A strong advocate of free enterprise, ANDI was composed of more than 500 of the largest industrial enterprises; its members were high in social and economic status, exercising influence not only on the economy but on politics and education as well. Fenalco supported much the same policies as ANDI and, like ANDI, was wealthy and well organized. Fedecafe, a nonprofit organization dedicated to improving Colombia's coffee cultivation and raising the living standards of its coffee growers, was particularly influential in setting and administering the nation's official coffee policy. The government delegated Fedecafe total responsibility for coffee policy, including quality control of exports and all other matters related to the coffee sector. ANDI, Fenalco, and Fedecafe were effective not only because they were able to influence the initiation and outcome of legislation and executive decrees affecting the economy but also had close ties to most of the government's finance and development ministers and both major parties.
Acopi was not quite as influential, wealthy, and homogeneous in its membership as the larger associations, but it shared their general orientation. Acopi's influence derived largely from the connections some members had with government leaders. Acopi's greatest efforts were directed at reducing taxes on imports, finished products, and raw materials.
Large landowners traditionally had an important influence on the politics of the nation because of their membership in the elite, their relations with the political parties, and their great wealth. Despite the emergence of nonelite agricultural organizations in the 1970s, the large landholders still exercised considerable political power. For example, they waged an effective battle against the implementation of comprehensive agrarian reform. The most important of the nonelite interest groups in the agricultural sector was the National Association of Peasant Land Users (Asociación Nacional de Usarios Campesinos--ANUC), a loose confederation of local peasant organizations who owned, rented, or sharecropped small plots of land. This well-organized, militant association--numbering over 1 million members by the early 1970s-- represented a majority of the nation's peasants. The ANUC mobilized and radicalized the peasants to such an extent that other unions opposed it. Some ANUC leaders were arrested for alleged links with guerrilla groups. As a result of these pressures, the ANUC splintered and lost its cohesiveness. Although it remained ineffective and disorganized in the early 1980s, the ANUC continued to receive government subsidies, and members its served on various government boards.
In the National Front tradition, interest groups generally appointed equal numbers of representatives of the Liberal and Conservative party directorates on their boards of directors. Because the lobbying efforts of the interest associations focused mainly on the executive branch, the leadership of the larger groups also included representatives of government ministries. The government relied on some of the interest associations to act as agents of the state in establishing and enforcing commodity prices or collecting export taxes on products such as coffee. Representatives of banking, industrial, and agricultural interests were included in some government agencies, such as the National Council for Social and Economic Policy (Consejo Nacional de Política Económica y Social--Conpes), which directed the nation's finances. Although contact with Congress was minimal, the boards of directors also usually included representatives of Congress or legislative posts at the departmental or local levels.
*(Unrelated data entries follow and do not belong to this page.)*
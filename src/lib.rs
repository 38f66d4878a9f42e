// Multi-tenant restaurant ordering backend with a WhatsApp assistant

pub mod ai;
pub mod config;
pub mod conversations;
pub mod coupons;
pub mod customers;
pub mod db;
pub mod error;
pub mod menu;
pub mod orders;
pub mod phone;
pub mod restaurants;
pub mod validation;
pub mod whatsapp;

use std::sync::Arc;

use axum::{
    routing::{get, patch, post},
    Router,
};
use sqlx::PgPool;
use tower::ServiceBuilder;
use tower_http::cors::{Any, CorsLayer};
use tower_http::trace::TraceLayer;

use crate::ai::ChatCompletion;
use crate::config::AppConfig;
use crate::conversations::{ConversationRepository, ConversationService};
use crate::coupons::{CouponRepository, CouponService};
use crate::customers::{CustomerRepository, CustomerService};
use crate::menu::{CategoryRepository, MenuService, ProductRepository};
use crate::orders::{OrderNotifier, OrderRepository, OrderService};
use crate::restaurants::{RestaurantRepository, RestaurantService};
use crate::whatsapp::{EvolutionApiClient, WhatsAppGateway};

/// Application state shared across handlers
#[derive(Clone)]
pub struct AppState {
    pub db: PgPool,
    pub config: Arc<AppConfig>,
    pub restaurants: RestaurantService,
    pub menu: MenuService,
    pub customers: CustomerService,
    pub coupons: CouponService,
    pub orders: OrderService,
    pub conversations: ConversationService,
    pub evolution: Arc<EvolutionApiClient>,
}

impl AppState {
    /// Wires repositories and services around one pool and the outbound clients
    pub fn new(
        db: PgPool,
        config: AppConfig,
        evolution: Arc<EvolutionApiClient>,
        ai: Arc<dyn ChatCompletion>,
    ) -> Self {
        let gateway: Arc<dyn WhatsAppGateway> = evolution.clone();

        let restaurants = RestaurantService::new(RestaurantRepository::new(db.clone()));
        let menu = MenuService::new(
            CategoryRepository::new(db.clone()),
            ProductRepository::new(db.clone()),
        );
        let customers = CustomerService::new(CustomerRepository::new(db.clone()));
        let coupons = CouponService::new(CouponRepository::new(db.clone()));

        let orders = OrderService::new(
            OrderRepository::new(db.clone()),
            restaurants.clone(),
            menu.clone(),
            customers.clone(),
            coupons.clone(),
            OrderNotifier::new(gateway.clone()),
        );
        let conversations = ConversationService::new(
            ConversationRepository::new(db.clone()),
            restaurants.clone(),
            menu.clone(),
            customers.clone(),
            coupons.clone(),
            ai,
            gateway,
            config.follow_up.clone(),
        );

        Self {
            db,
            config: Arc::new(config),
            restaurants,
            menu,
            customers,
            coupons,
            orders,
            conversations,
            evolution,
        }
    }
}

/// Creates and configures the application router
pub fn create_router(state: AppState) -> Router {
    let cors = CorsLayer::new()
        .allow_origin(Any)
        .allow_methods(Any)
        .allow_headers(Any);

    Router::new()
        // Restaurants and their WhatsApp binding
        .route(
            "/api/restaurants",
            post(restaurants::create_restaurant).get(restaurants::list_restaurants),
        )
        .route(
            "/api/restaurants/:id",
            get(restaurants::get_restaurant)
                .patch(restaurants::update_restaurant)
                .delete(restaurants::delete_restaurant),
        )
        .route("/api/restaurants/:id/menu", get(restaurants::get_restaurant_menu))
        .route(
            "/api/restaurants/:id/whatsapp",
            post(whatsapp::handlers::create_instance).delete(whatsapp::handlers::delete_instance),
        )
        .route(
            "/api/restaurants/:id/whatsapp/qrcode",
            get(whatsapp::handlers::get_qr_code),
        )
        .route(
            "/api/restaurants/:id/whatsapp/status",
            get(whatsapp::handlers::get_status),
        )
        // Menu
        .route(
            "/api/categories",
            post(menu::create_category).get(menu::list_categories),
        )
        .route(
            "/api/categories/:id",
            get(menu::get_category)
                .patch(menu::update_category)
                .delete(menu::delete_category),
        )
        .route("/api/products", post(menu::create_product).get(menu::list_products))
        .route(
            "/api/products/:id",
            get(menu::get_product)
                .patch(menu::update_product)
                .delete(menu::delete_product),
        )
        // Customers
        .route(
            "/api/customers",
            post(customers::create_customer).get(customers::list_customers),
        )
        .route(
            "/api/customers/:id",
            get(customers::get_customer)
                .patch(customers::update_customer)
                .delete(customers::delete_customer),
        )
        // Orders
        .route("/api/orders", post(orders::create_order).get(orders::list_orders))
        .route("/api/orders/by-phone", get(orders::find_orders_by_phone))
        .route(
            "/api/orders/:id",
            get(orders::get_order)
                .patch(orders::update_order)
                .delete(orders::delete_order),
        )
        .route("/api/orders/:id/status", patch(orders::update_order_status))
        // Coupons
        .route("/api/coupons", post(coupons::create_coupon).get(coupons::list_coupons))
        .route("/api/coupons/validate", post(coupons::validate_coupon))
        .route(
            "/api/coupons/:id",
            get(coupons::get_coupon)
                .patch(coupons::update_coupon)
                .delete(coupons::delete_coupon),
        )
        .route("/api/coupons/:id/redeem", post(coupons::redeem_coupon))
        // Assistant
        .route("/api/ai/webhook", post(conversations::receive_webhook))
        .route("/api/ai/follow-ups", post(conversations::run_follow_ups))
        .route("/api/conversations", get(conversations::list_conversations))
        .route(
            "/api/conversations/:id/messages",
            get(conversations::list_messages),
        )
        .layer(
            ServiceBuilder::new()
                .layer(TraceLayer::new_for_http())
                .layer(cors),
        )
        .with_state(state)
}
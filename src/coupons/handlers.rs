// HTTP handlers for coupon endpoints

use axum::{
    extract::{Path, Query, State},
    http::StatusCode,
    Json,
};
use uuid::Uuid;
use validator::Validate;

use crate::coupons::{
    Coupon, CouponQuery, CouponValidation, CreateCoupon, UpdateCoupon, ValidateCoupon,
};
use crate::error::ApiError;
use crate::AppState;

/// Handler for POST /api/coupons
pub async fn create_coupon(
    State(state): State<AppState>,
    Json(payload): Json<CreateCoupon>,
) -> Result<(StatusCode, Json<Coupon>), ApiError> {
    payload.validate()?;
    let coupon = state.coupons.create(payload).await?;
    Ok((StatusCode::CREATED, Json(coupon)))
}

/// Handler for GET /api/coupons?restaurant_id=
pub async fn list_coupons(
    State(state): State<AppState>,
    Query(query): Query<CouponQuery>,
) -> Result<Json<Vec<Coupon>>, ApiError> {
    Ok(Json(state.coupons.find_all(query.restaurant_id).await?))
}

/// Handler for GET /api/coupons/:id
pub async fn get_coupon(
    State(state): State<AppState>,
    Path(id): Path<Uuid>,
) -> Result<Json<Coupon>, ApiError> {
    Ok(Json(state.coupons.find_one(id).await?))
}

/// Handler for PATCH /api/coupons/:id
pub async fn update_coupon(
    State(state): State<AppState>,
    Path(id): Path<Uuid>,
    Json(payload): Json<UpdateCoupon>,
) -> Result<Json<Coupon>, ApiError> {
    payload.validate()?;
    Ok(Json(state.coupons.update(id, payload).await?))
}

/// Handler for DELETE /api/coupons/:id
pub async fn delete_coupon(
    State(state): State<AppState>,
    Path(id): Path<Uuid>,
) -> Result<StatusCode, ApiError> {
    state.coupons.remove(id).await?;
    Ok(StatusCode::NO_CONTENT)
}

/// Handler for POST /api/coupons/validate
/// Always 200; `valid` tells whether the code applies
pub async fn validate_coupon(
    State(state): State<AppState>,
    Json(payload): Json<ValidateCoupon>,
) -> Result<Json<CouponValidation>, ApiError> {
    payload.validate()?;
    Ok(Json(state.coupons.validate(payload).await?))
}

/// Handler for POST /api/coupons/:id/redeem
pub async fn redeem_coupon(
    State(state): State<AppState>,
    Path(id): Path<Uuid>,
) -> Result<Json<Coupon>, ApiError> {
    Ok(Json(state.coupons.redeem(id).await?))
}
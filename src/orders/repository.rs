use chrono::{NaiveDate, Utc};
use sqlx::PgPool;
use uuid::Uuid;

use crate::coupons::repository::redeem_with;
use crate::orders::{
    format_order_number, NewOrder, NewOrderItem, Order, OrderError, OrderItem, OrderQuery,
    OrderResponse,
};

/// Repository for order operations
#[derive(Clone)]
pub struct OrderRepository {
    pool: PgPool,
}

impl OrderRepository {
    pub fn new(pool: PgPool) -> Self {
        Self { pool }
    }

    /// Create an order with its items in a transaction
    ///
    /// The order number sequence is serialised per restaurant with an advisory lock.
    /// When `coupon_id` is given the coupon is redeemed in the same transaction.
    pub async fn create(
        &self,
        order: &NewOrder,
        items: &[NewOrderItem],
        coupon_id: Option<Uuid>,
    ) -> Result<OrderResponse, OrderError> {
        let mut tx = self.pool.begin().await?;

        sqlx::query("SELECT pg_advisory_xact_lock(hashtext($1))")
            .bind(order.restaurant_id.to_string())
            .execute(&mut *tx)
            .await?;

        let today: NaiveDate = Utc::now().date_naive();
        let (placed_today,): (i64,) = sqlx::query_as(
            r#"
            SELECT COUNT(*) FROM orders
            WHERE restaurant_id = $1 AND (created_at AT TIME ZONE 'UTC')::date = $2
            "#,
        )
        .bind(order.restaurant_id)
        .bind(today)
        .fetch_one(&mut *tx)
        .await?;

        let created = sqlx::query_as::<_, Order>(
            r#"
            INSERT INTO orders (
                id, order_number, restaurant_id, customer_id, status, payment_method, order_type,
                subtotal, delivery_fee, discount, total, coupon_code, notes, is_paid,
                delivery_address, customer_name, customer_phone
            )
            VALUES ($1, $2, $3, $4, 'pending', $5, $6, $7, $8, $9, $10, $11, $12, FALSE, $13, $14, $15)
            RETURNING *
            "#,
        )
        .bind(Uuid::new_v4())
        .bind(format_order_number(today, placed_today + 1))
        .bind(order.restaurant_id)
        .bind(order.customer_id)
        .bind(order.payment_method)
        .bind(order.order_type)
        .bind(order.subtotal)
        .bind(order.delivery_fee)
        .bind(order.discount)
        .bind(order.total)
        .bind(&order.coupon_code)
        .bind(&order.notes)
        .bind(&order.delivery_address)
        .bind(&order.customer_name)
        .bind(&order.customer_phone)
        .fetch_one(&mut *tx)
        .await?;

        let mut saved_items = Vec::with_capacity(items.len());
        for item in items {
            let saved = sqlx::query_as::<_, OrderItem>(
                r#"
                INSERT INTO order_items (
                    id, order_id, product_id, quantity, unit_price, total_price,
                    additional_options, notes
                )
                VALUES ($1, $2, $3, $4, $5, $6, $7, $8)
                RETURNING *
                "#,
            )
            .bind(Uuid::new_v4())
            .bind(created.id)
            .bind(item.product_id)
            .bind(item.quantity)
            .bind(item.unit_price)
            .bind(item.total_price)
            .bind(&item.additional_options)
            .bind(&item.notes)
            .fetch_one(&mut *tx)
            .await?;
            saved_items.push(saved);
        }

        if let Some(coupon_id) = coupon_id {
            if !redeem_with(&mut *tx, coupon_id).await? {
                // Dropping the transaction rolls the order back
                return Err(OrderError::CouponExhausted(
                    order.coupon_code.clone().unwrap_or_default(),
                ));
            }
        }

        tx.commit().await?;

        Ok(OrderResponse {
            order: created,
            items: saved_items,
        })
    }

    pub async fn find_all(&self, query: &OrderQuery) -> Result<Vec<Order>, OrderError> {
        let orders = sqlx::query_as::<_, Order>(
            r#"
            SELECT * FROM orders
            WHERE ($1::uuid IS NULL OR restaurant_id = $1)
              AND ($2::text IS NULL OR status = $2)
              AND ($3::uuid IS NULL OR customer_id = $3)
            ORDER BY created_at DESC
            "#,
        )
        .bind(query.restaurant_id)
        .bind(query.status)
        .bind(query.customer_id)
        .fetch_all(&self.pool)
        .await?;

        Ok(orders)
    }

    pub async fn find_by_id(&self, id: Uuid) -> Result<Option<Order>, OrderError> {
        let order = sqlx::query_as::<_, Order>("SELECT * FROM orders WHERE id = $1")
            .bind(id)
            .fetch_optional(&self.pool)
            .await?;

        Ok(order)
    }

    /// Items of all given orders
    pub async fn find_items(&self, order_ids: &[Uuid]) -> Result<Vec<OrderItem>, OrderError> {
        let items = sqlx::query_as::<_, OrderItem>(
            "SELECT * FROM order_items WHERE order_id = ANY($1)",
        )
        .bind(order_ids)
        .fetch_all(&self.pool)
        .await?;

        Ok(items)
    }

    /// Orders whose customer phone equals any of the given spellings
    pub async fn find_by_phone_variants(
        &self,
        variants: &[String],
        restaurant_id: Option<Uuid>,
    ) -> Result<Vec<Order>, OrderError> {
        let orders = sqlx::query_as::<_, Order>(
            r#"
            SELECT * FROM orders
            WHERE customer_phone = ANY($1)
              AND ($2::uuid IS NULL OR restaurant_id = $2)
            ORDER BY created_at DESC
            "#,
        )
        .bind(variants)
        .bind(restaurant_id)
        .fetch_all(&self.pool)
        .await?;

        Ok(orders)
    }

    pub async fn update(&self, order: &Order) -> Result<Order, OrderError> {
        let updated = sqlx::query_as::<_, Order>(
            r#"
            UPDATE orders
            SET status = $1, payment_method = $2, is_paid = $3, notes = $4,
                delivery_address = $5, customer_name = $6, updated_at = NOW()
            WHERE id = $7
            RETURNING *
            "#,
        )
        .bind(order.status)
        .bind(order.payment_method)
        .bind(order.is_paid)
        .bind(&order.notes)
        .bind(&order.delivery_address)
        .bind(&order.customer_name)
        .bind(order.id)
        .fetch_optional(&self.pool)
        .await?
        .ok_or(OrderError::NotFound(order.id))?;

        Ok(updated)
    }

    pub async fn delete(&self, id: Uuid) -> Result<bool, OrderError> {
        let result = sqlx::query("DELETE FROM orders WHERE id = $1")
            .bind(id)
            .execute(&self.pool)
            .await?;

        Ok(result.rows_affected() > 0)
    }
}
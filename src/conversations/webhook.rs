// Inbound Evolution API webhook: payload types and restaurant resolution

use serde::{Deserialize, Serialize};
use uuid::Uuid;

use crate::phone;
use crate::restaurants::RestaurantService;

#[derive(Debug, Clone, Deserialize)]
pub struct WebhookPayload {
    pub event: String,
    #[serde(default)]
    pub instance: Option<String>,
    #[serde(default)]
    pub data: serde_json::Value,
}

#[derive(Debug, Clone, PartialEq, Eq)]
pub enum WebhookEvent {
    MessagesUpsert,
    ConnectionUpdate,
    Other(String),
}

impl WebhookEvent {
    /// `MESSAGES_UPSERT` and `messages.upsert` name the same event
    pub fn parse(name: &str) -> Self {
        let normalized = name.trim().to_lowercase().replace('_', ".");
        match normalized.as_str() {
            "messages.upsert" => WebhookEvent::MessagesUpsert,
            "connection.update" => WebhookEvent::ConnectionUpdate,
            _ => WebhookEvent::Other(normalized),
        }
    }
}

#[derive(Debug, Clone, Deserialize)]
#[serde(rename_all = "camelCase")]
pub struct MessageKey {
    pub remote_jid: String,
    #[serde(default)]
    pub from_me: bool,
    #[serde(default)]
    pub id: Option<String>,
}

#[derive(Debug, Clone, Deserialize)]
pub struct ExtendedText {
    pub text: String,
}

#[derive(Debug, Clone, Default, Deserialize)]
#[serde(rename_all = "camelCase")]
pub struct MessageContent {
    #[serde(default)]
    pub conversation: Option<String>,
    #[serde(default)]
    pub extended_text_message: Option<ExtendedText>,
}

#[derive(Debug, Clone, Deserialize)]
#[serde(rename_all = "camelCase")]
pub struct MessageData {
    pub key: MessageKey,
    #[serde(default)]
    pub push_name: Option<String>,
    #[serde(default)]
    pub message: Option<MessageContent>,
}

impl MessageData {
    /// Text of plain or extended text messages; None for media and others
    pub fn text(&self) -> Option<&str> {
        let content = self.message.as_ref()?;
        content
            .conversation
            .as_deref()
            .or_else(|| content.extended_text_message.as_ref().map(|e| e.text.as_str()))
            .map(str::trim)
            .filter(|t| !t.is_empty())
    }
}

#[derive(Debug, Clone, Deserialize)]
pub struct ConnectionData {
    #[serde(default)]
    pub instance: Option<String>,
    pub state: String,
}

/// What the webhook answers; always sent with HTTP 200
#[derive(Debug, Clone, Serialize, PartialEq, Eq)]
pub struct WebhookResponse {
    pub success: bool,
    #[serde(skip_serializing_if = "Option::is_none")]
    pub ignored: Option<String>,
    #[serde(skip_serializing_if = "Option::is_none")]
    pub error: Option<String>,
}

impl WebhookResponse {
    pub fn ok() -> Self {
        Self {
            success: true,
            ignored: None,
            error: None,
        }
    }

    pub fn ignored(reason: &str) -> Self {
        Self {
            success: true,
            ignored: Some(reason.to_string()),
            error: None,
        }
    }

    pub fn failed(error: impl ToString) -> Self {
        Self {
            success: false,
            ignored: None,
            error: Some(error.to_string()),
        }
    }
}

/// A text message worth answering
#[derive(Debug, Clone, PartialEq, Eq)]
pub struct IncomingText {
    pub phone: String,
    pub text: String,
    pub push_name: Option<String>,
}

/// Filters a `messages.upsert` payload down to an answerable text message
///
/// Err carries the reason the message is ignored.
pub fn extract_incoming_text(data: &serde_json::Value) -> Result<IncomingText, &'static str> {
    let message: MessageData =
        serde_json::from_value(data.clone()).map_err(|_| "malformed_message")?;

    if message.key.from_me {
        return Err("from_me");
    }
    if phone::is_group_jid(&message.key.remote_jid) {
        return Err("group_message");
    }
    let text = message.text().ok_or("unsupported_message_type")?;
    let phone = phone::from_remote_jid(&message.key.remote_jid);
    if phone.is_empty() {
        return Err("missing_sender");
    }

    Ok(IncomingText {
        phone,
        text: text.to_string(),
        push_name: message.push_name.clone(),
    })
}

/// UUID at the end of an instance name such as `restaurant-<uuid>`
pub fn uuid_suffix(instance_name: &str) -> Option<Uuid> {
    let start = instance_name.len().checked_sub(36)?;
    instance_name
        .get(start..)
        .and_then(|suffix| Uuid::parse_str(suffix).ok())
}

/// Deterministic id derived from the last `-` segment of an instance name
///
/// Keeps its hex digits, truncates or right-pads with zeros to 32 and formats as a UUID.
pub fn padded_uuid(instance_name: &str) -> Uuid {
    let segment = instance_name.rsplit('-').next().unwrap_or(instance_name);
    let mut hex: String = segment
        .chars()
        .filter(|c| c.is_ascii_hexdigit())
        .map(|c| c.to_ascii_lowercase())
        .take(32)
        .collect();
    while hex.len() < 32 {
        hex.push('0');
    }
    Uuid::parse_str(&hex).unwrap_or_else(|_| Uuid::nil())
}

/// Finds the restaurant an instance belongs to
///
/// Order: UUID suffix of a known restaurant, then the stored instance name, then
/// the padded fallback id (which may not exist).
pub async fn resolve_restaurant_id(
    restaurants: &RestaurantService,
    instance_name: &str,
) -> Result<Uuid, crate::error::ApiError> {
    if let Some(id) = uuid_suffix(instance_name) {
        if restaurants.find_optional(id).await?.is_some() {
            return Ok(id);
        }
    }

    if let Some(restaurant) = restaurants.find_by_instance_name(instance_name).await? {
        return Ok(restaurant.id);
    }

    let fallback = padded_uuid(instance_name);
    tracing::warn!(
        "No restaurant matches instance {}, falling back to {}",
        instance_name,
        fallback
    );
    Ok(fallback)
}

#[cfg(test)]
mod tests {
    use super::*;
    use serde_json::json;

    #[test]
    fn test_event_names_are_normalized() {
        assert_eq!(WebhookEvent::parse("MESSAGES_UPSERT"), WebhookEvent::MessagesUpsert);
        assert_eq!(WebhookEvent::parse("messages.upsert"), WebhookEvent::MessagesUpsert);
        assert_eq!(WebhookEvent::parse("CONNECTION_UPDATE"), WebhookEvent::ConnectionUpdate);
        assert_eq!(
            WebhookEvent::parse("QRCODE_UPDATED"),
            WebhookEvent::Other("qrcode.updated".to_string())
        );
    }

    #[test]
    fn test_extracts_plain_text_message() {
        let data = json!({
            "key": {"remoteJid": "5511988887777@s.whatsapp.net", "fromMe": false, "id": "ABC"},
            "pushName": "Maria",
            "message": {"conversation": " Oi, tem pizza? "},
            "messageType": "conversation"
        });
        let incoming = extract_incoming_text(&data).unwrap();
        assert_eq!(incoming.phone, "5511988887777");
        assert_eq!(incoming.text, "Oi, tem pizza?");
        assert_eq!(incoming.push_name.as_deref(), Some("Maria"));
    }

    #[test]
    fn test_extracts_extended_text_message() {
        let data = json!({
            "key": {"remoteJid": "5511988887777@s.whatsapp.net"},
            "message": {"extendedTextMessage": {"text": "Quero o cardápio"}}
        });
        assert_eq!(extract_incoming_text(&data).unwrap().text, "Quero o cardápio");
    }

    #[test]
    fn test_ignores_own_group_and_media_messages() {
        let own = json!({
            "key": {"remoteJid": "5511988887777@s.whatsapp.net", "fromMe": true},
            "message": {"conversation": "Olá"}
        });
        assert_eq!(extract_incoming_text(&own), Err("from_me"));

        let group = json!({
            "key": {"remoteJid": "120363025246125486@g.us", "fromMe": false},
            "message": {"conversation": "Olá"}
        });
        assert_eq!(extract_incoming_text(&group), Err("group_message"));

        let image = json!({
            "key": {"remoteJid": "5511988887777@s.whatsapp.net", "fromMe": false},
            "message": {"imageMessage": {"url": "https://example.com/a.jpg"}}
        });
        assert_eq!(extract_incoming_text(&image), Err("unsupported_message_type"));

        assert_eq!(extract_incoming_text(&json!({})), Err("malformed_message"));
    }

    #[test]
    fn test_uuid_suffix() {
        let id = Uuid::new_v4();
        assert_eq!(uuid_suffix(&format!("restaurant-{}", id)), Some(id));
        assert_eq!(uuid_suffix("restaurant-1"), None);
        assert_eq!(uuid_suffix("minha-pizzaria-centro-loja-numero-um"), None);
    }

    #[test]
    fn test_padded_uuid_is_deterministic() {
        let a = padded_uuid("restaurant-abc123");
        assert_eq!(a, padded_uuid("restaurant-abc123"));
        assert_eq!(a.to_string(), "abc12300-0000-0000-0000-000000000000");
    }

    #[test]
    fn test_padded_uuid_truncates_long_segments() {
        let id = padded_uuid("loja-0123456789abcdef0123456789abcdefffff");
        assert_eq!(id.to_string(), "01234567-89ab-cdef-0123-456789abcdef");
    }

    #[test]
    fn test_padded_uuid_without_hex_is_nil() {
        assert_eq!(padded_uuid("pizzaria-xyz"), Uuid::nil());
    }

    #[test]
    fn test_response_shapes() {
        assert_eq!(
            serde_json::to_value(WebhookResponse::ok()).unwrap(),
            json!({"success": true})
        );
        assert_eq!(
            serde_json::to_value(WebhookResponse::ignored("from_me")).unwrap(),
            json!({"success": true, "ignored": "from_me"})
        );
        assert_eq!(
            serde_json::to_value(WebhookResponse::failed("boom")).unwrap(),
            json!({"success": false, "error": "boom"})
        );
    }
}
One group with a potential to become a political force in Colombia was a growing, mostly urban middle class that constituted about 20 percent of the population in the mid-1980s and included professionals, white-collar employees in the public and private sectors, and small businessmen. Pressured by inflation and cuts in government budgets, members of this relatively unorganized group have attempted to make themselves felt in numerous strikes by their unionized members since the mid-1970s.